use std::collections::HashMap;
use std::sync::{Arc, Mutex, MutexGuard};
use std::time::Duration;

use log::{debug, info, warn};
use paho_mqtt::{AsyncClient, ConnectOptionsBuilder, CreateOptionsBuilder, Message};
use skyguard_structs::{
    link::{Command, FlightLink, LinkError, Telemetry, TelemetryFeed},
    wire::{self, CommandAck, CommandMsg, VehicleReport},
    AgentId,
};
use tokio::sync::oneshot;

pub const DEFAULT_ACK_TIMEOUT: Duration = Duration::from_secs(10);

type Pending = Mutex<HashMap<u64, oneshot::Sender<Result<(), String>>>>;

fn lock(pending: &Pending) -> MutexGuard<'_, HashMap<u64, oneshot::Sender<Result<(), String>>>> {
    pending.lock().unwrap_or_else(|e| e.into_inner())
}

/// Dispatches incoming MQTT messages of one agent to its telemetry feed and
/// to the command waiting for an acknowledgment.
struct Router {
    agent: AgentId,
    telemetry_topic: String,
    ack_topic: String,
    feed: TelemetryFeed,
    pending: Arc<Pending>,
}

impl Router {
    fn route(&self, topic: &str, payload: &[u8]) {
        if topic == self.telemetry_topic {
            match serde_json::from_slice::<VehicleReport>(payload) {
                Ok(report) => self.feed.publish(&report),
                Err(e) => warn!("[drone {}] malformed telemetry: {}", self.agent, e),
            }
        } else if topic == self.ack_topic {
            match serde_json::from_slice::<CommandAck>(payload) {
                Ok(ack) => match lock(&self.pending).remove(&ack.seq) {
                    Some(waiter) => {
                        let _ = waiter.send(ack.result);
                    }
                    None => debug!("[drone {}] late ack {}", self.agent, ack.seq),
                },
                Err(e) => warn!("[drone {}] malformed ack: {}", self.agent, e),
            }
        } else {
            warn!("[drone {}] unexpected topic {}", self.agent, topic);
        }
    }

    fn connection_lost(&self) {
        warn!("[drone {}] connection to broker lost", self.agent);
        self.feed.heartbeat_lost();
        // Dropping the waiters fails their commands as disconnected.
        lock(&self.pending).clear();
    }
}

/// Flight link speaking the JSON wire protocol over an MQTT broker. Telemetry
/// arrives on `/skyguard/<id>/telemetry`; each command is published on
/// `/skyguard/<id>/command` and resolved by the matching sequence number on
/// `/skyguard/<id>/ack`.
pub struct MqttLink {
    agent: AgentId,
    broker: String,
    ack_timeout: Duration,
    client: Option<AsyncClient>,
    pending: Arc<Pending>,
    next_seq: u64,
}

impl MqttLink {
    pub fn new(agent: AgentId, broker: impl Into<String>) -> Self {
        Self {
            agent,
            broker: broker.into(),
            ack_timeout: DEFAULT_ACK_TIMEOUT,
            client: None,
            pending: Arc::new(Mutex::new(HashMap::new())),
            next_seq: 0,
        }
    }

    pub fn with_ack_timeout(mut self, ack_timeout: Duration) -> Self {
        self.ack_timeout = ack_timeout;
        self
    }

    async fn send(&mut self, command: Command) -> Result<(), LinkError> {
        let client = match &self.client {
            Some(client) if client.is_connected() => client,
            _ => return Err(LinkError::Disconnected),
        };
        self.next_seq += 1;
        let seq = self.next_seq;
        let payload = serde_json::to_string(&CommandMsg { seq, command })
            .map_err(|e| LinkError::Transport(e.to_string()))?;

        let (tx, rx) = oneshot::channel();
        lock(&self.pending).insert(seq, tx);
        debug!("[drone {}] -> {:?} (seq {})", self.agent, command, seq);
        let published = client
            .publish(Message::new(wire::command_topic(self.agent), payload, 1))
            .await;
        if let Err(e) = published {
            lock(&self.pending).remove(&seq);
            return Err(LinkError::Transport(e.to_string()));
        }

        match tokio::time::timeout(self.ack_timeout, rx).await {
            Ok(Ok(Ok(()))) => Ok(()),
            Ok(Ok(Err(reason))) => Err(LinkError::ActionRejected(reason)),
            Ok(Err(_)) => Err(LinkError::Disconnected),
            Err(_) => {
                lock(&self.pending).remove(&seq);
                Err(LinkError::Transport(format!(
                    "no ack for {:?} within {:.1} s",
                    command,
                    self.ack_timeout.as_secs_f64()
                )))
            }
        }
    }
}

impl Drop for MqttLink {
    fn drop(&mut self) {
        if let Some(client) = self.client.take() {
            if client.is_connected() {
                let _ = client.disconnect(None);
            }
        }
    }
}

impl FlightLink for MqttLink {
    async fn connect(&mut self) -> Result<Telemetry, LinkError> {
        let transport = |e: paho_mqtt::Error| LinkError::Transport(e.to_string());

        let create_opts = CreateOptionsBuilder::new()
            .server_uri(&self.broker)
            .client_id(format!("skyguard-agent-{}", self.agent))
            .finalize();
        let client = AsyncClient::new(create_opts).map_err(transport)?;

        // Nothing is known until the first report arrives.
        let silent = VehicleReport {
            heartbeat: false,
            health: Default::default(),
            position: Default::default(),
            in_air: false,
            armed: false,
        };
        let (feed, telemetry) = TelemetryFeed::open(&silent);
        let router = Arc::new(Router {
            agent: self.agent,
            telemetry_topic: wire::telemetry_topic(self.agent),
            ack_topic: wire::ack_topic(self.agent),
            feed,
            pending: self.pending.clone(),
        });

        let on_lost = router.clone();
        client.set_connection_lost_callback(move |_| on_lost.connection_lost());
        let on_message = router.clone();
        client.set_message_callback(move |_, msg| {
            if let Some(msg) = msg {
                on_message.route(msg.topic(), msg.payload());
            }
        });

        let conn_opts = ConnectOptionsBuilder::new()
            .keep_alive_interval(Duration::from_secs(20))
            .clean_session(true)
            .finalize();
        client.connect(conn_opts).await.map_err(transport)?;
        client
            .subscribe(router.telemetry_topic.as_str(), 1)
            .await
            .map_err(transport)?;
        client
            .subscribe(router.ack_topic.as_str(), 1)
            .await
            .map_err(transport)?;
        info!("[drone {}] subscribed on {}", self.agent, self.broker);

        self.client = Some(client);
        Ok(telemetry)
    }

    async fn arm(&mut self) -> Result<(), LinkError> {
        self.send(Command::Arm).await
    }

    async fn disarm(&mut self) -> Result<(), LinkError> {
        self.send(Command::Disarm).await
    }

    async fn takeoff(&mut self, altitude_m: f64) -> Result<(), LinkError> {
        self.send(Command::Takeoff { altitude_m }).await
    }

    async fn land(&mut self) -> Result<(), LinkError> {
        self.send(Command::Land).await
    }

    async fn goto(
        &mut self,
        latitude_deg: f64,
        longitude_deg: f64,
        altitude_m: f64,
        yaw_deg: f64,
    ) -> Result<(), LinkError> {
        self.send(Command::Goto {
            latitude_deg,
            longitude_deg,
            altitude_m,
            yaw_deg,
        })
        .await
    }
}

#[cfg(test)]
mod tests {
    use super::*;
    use skyguard_structs::link::{Health, PositionSample};

    fn router(agent: AgentId) -> (Router, Telemetry) {
        let (feed, telemetry) = TelemetryFeed::open(&VehicleReport {
            heartbeat: false,
            health: Health::default(),
            position: PositionSample::default(),
            in_air: false,
            armed: false,
        });
        let router = Router {
            agent,
            telemetry_topic: wire::telemetry_topic(agent),
            ack_topic: wire::ack_topic(agent),
            feed,
            pending: Arc::new(Mutex::new(HashMap::new())),
        };
        (router, telemetry)
    }

    #[test]
    fn telemetry_reaches_the_streams() {
        let (router, telemetry) = router(2);
        let report = VehicleReport {
            heartbeat: true,
            health: Health {
                global_position_ok: true,
                home_position_ok: true,
                armable: true,
            },
            position: PositionSample {
                latitude_deg: 26.3,
                longitude_deg: 50.1,
                absolute_altitude_m: 12.0,
                relative_altitude_m: 12.0,
            },
            in_air: true,
            armed: true,
        };
        router.route(
            &wire::telemetry_topic(2),
            serde_json::to_string(&report).unwrap().as_bytes(),
        );
        assert!(*telemetry.heartbeat.borrow());
        assert!(*telemetry.in_air.borrow());
        assert_eq!(*telemetry.position.borrow(), report.position);

        // Other agents and garbage are ignored.
        router.route(&wire::telemetry_topic(3), b"{}");
        router.route(&wire::telemetry_topic(2), b"not json");
        assert!(*telemetry.heartbeat.borrow());
    }

    #[test]
    fn ack_resolves_the_matching_command() {
        let (router, _telemetry) = router(1);
        let (tx_a, mut rx_a) = oneshot::channel();
        let (tx_b, mut rx_b) = oneshot::channel();
        lock(&router.pending).insert(4, tx_a);
        lock(&router.pending).insert(5, tx_b);

        let ack = CommandAck {
            seq: 5,
            result: Err("vehicle not armable".to_string()),
        };
        router.route(
            &wire::ack_topic(1),
            serde_json::to_string(&ack).unwrap().as_bytes(),
        );
        assert_eq!(rx_b.try_recv(), Ok(Err("vehicle not armable".to_string())));
        assert!(rx_a.try_recv().is_err());
        assert_eq!(lock(&router.pending).len(), 1);
    }

    #[test]
    fn lost_connection_silences_heartbeat_and_drops_waiters() {
        let (router, telemetry) = router(1);
        router.feed.publish(&VehicleReport {
            heartbeat: true,
            health: Health::default(),
            position: PositionSample::default(),
            in_air: false,
            armed: false,
        });
        let (tx, mut rx) = oneshot::channel();
        lock(&router.pending).insert(1, tx);

        router.connection_lost();
        assert!(!*telemetry.heartbeat.borrow());
        assert_eq!(rx.try_recv(), Err(oneshot::error::TryRecvError::Closed));
    }
}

» What is required:
Stopping at the line containing "Mutex<HashMap<u64, oneshot::Sender<Result<(), String>>>>;", please repeat exactly every line from the very start of the entries, that line included, and nothing more.

» Output of the task:
use std::collections::HashMap;
use std::sync::{Arc, Mutex, MutexGuard};
use std::time::Duration;

use log::{debug, info, warn};
use paho_mqtt::{AsyncClient, ConnectOptionsBuilder, CreateOptionsBuilder, Message};
use skyguard_structs::{
    link::{Command, FlightLink, LinkError, Telemetry, TelemetryFeed},
    wire::{self, CommandAck, CommandMsg, VehicleReport},
    AgentId,
};
use tokio::sync::oneshot;

pub const DEFAULT_ACK_TIMEOUT: Duration = Duration::from_secs(10);

type Pending = Mutex<HashMap<u64, oneshot::Sender<Result<(), String>>>>;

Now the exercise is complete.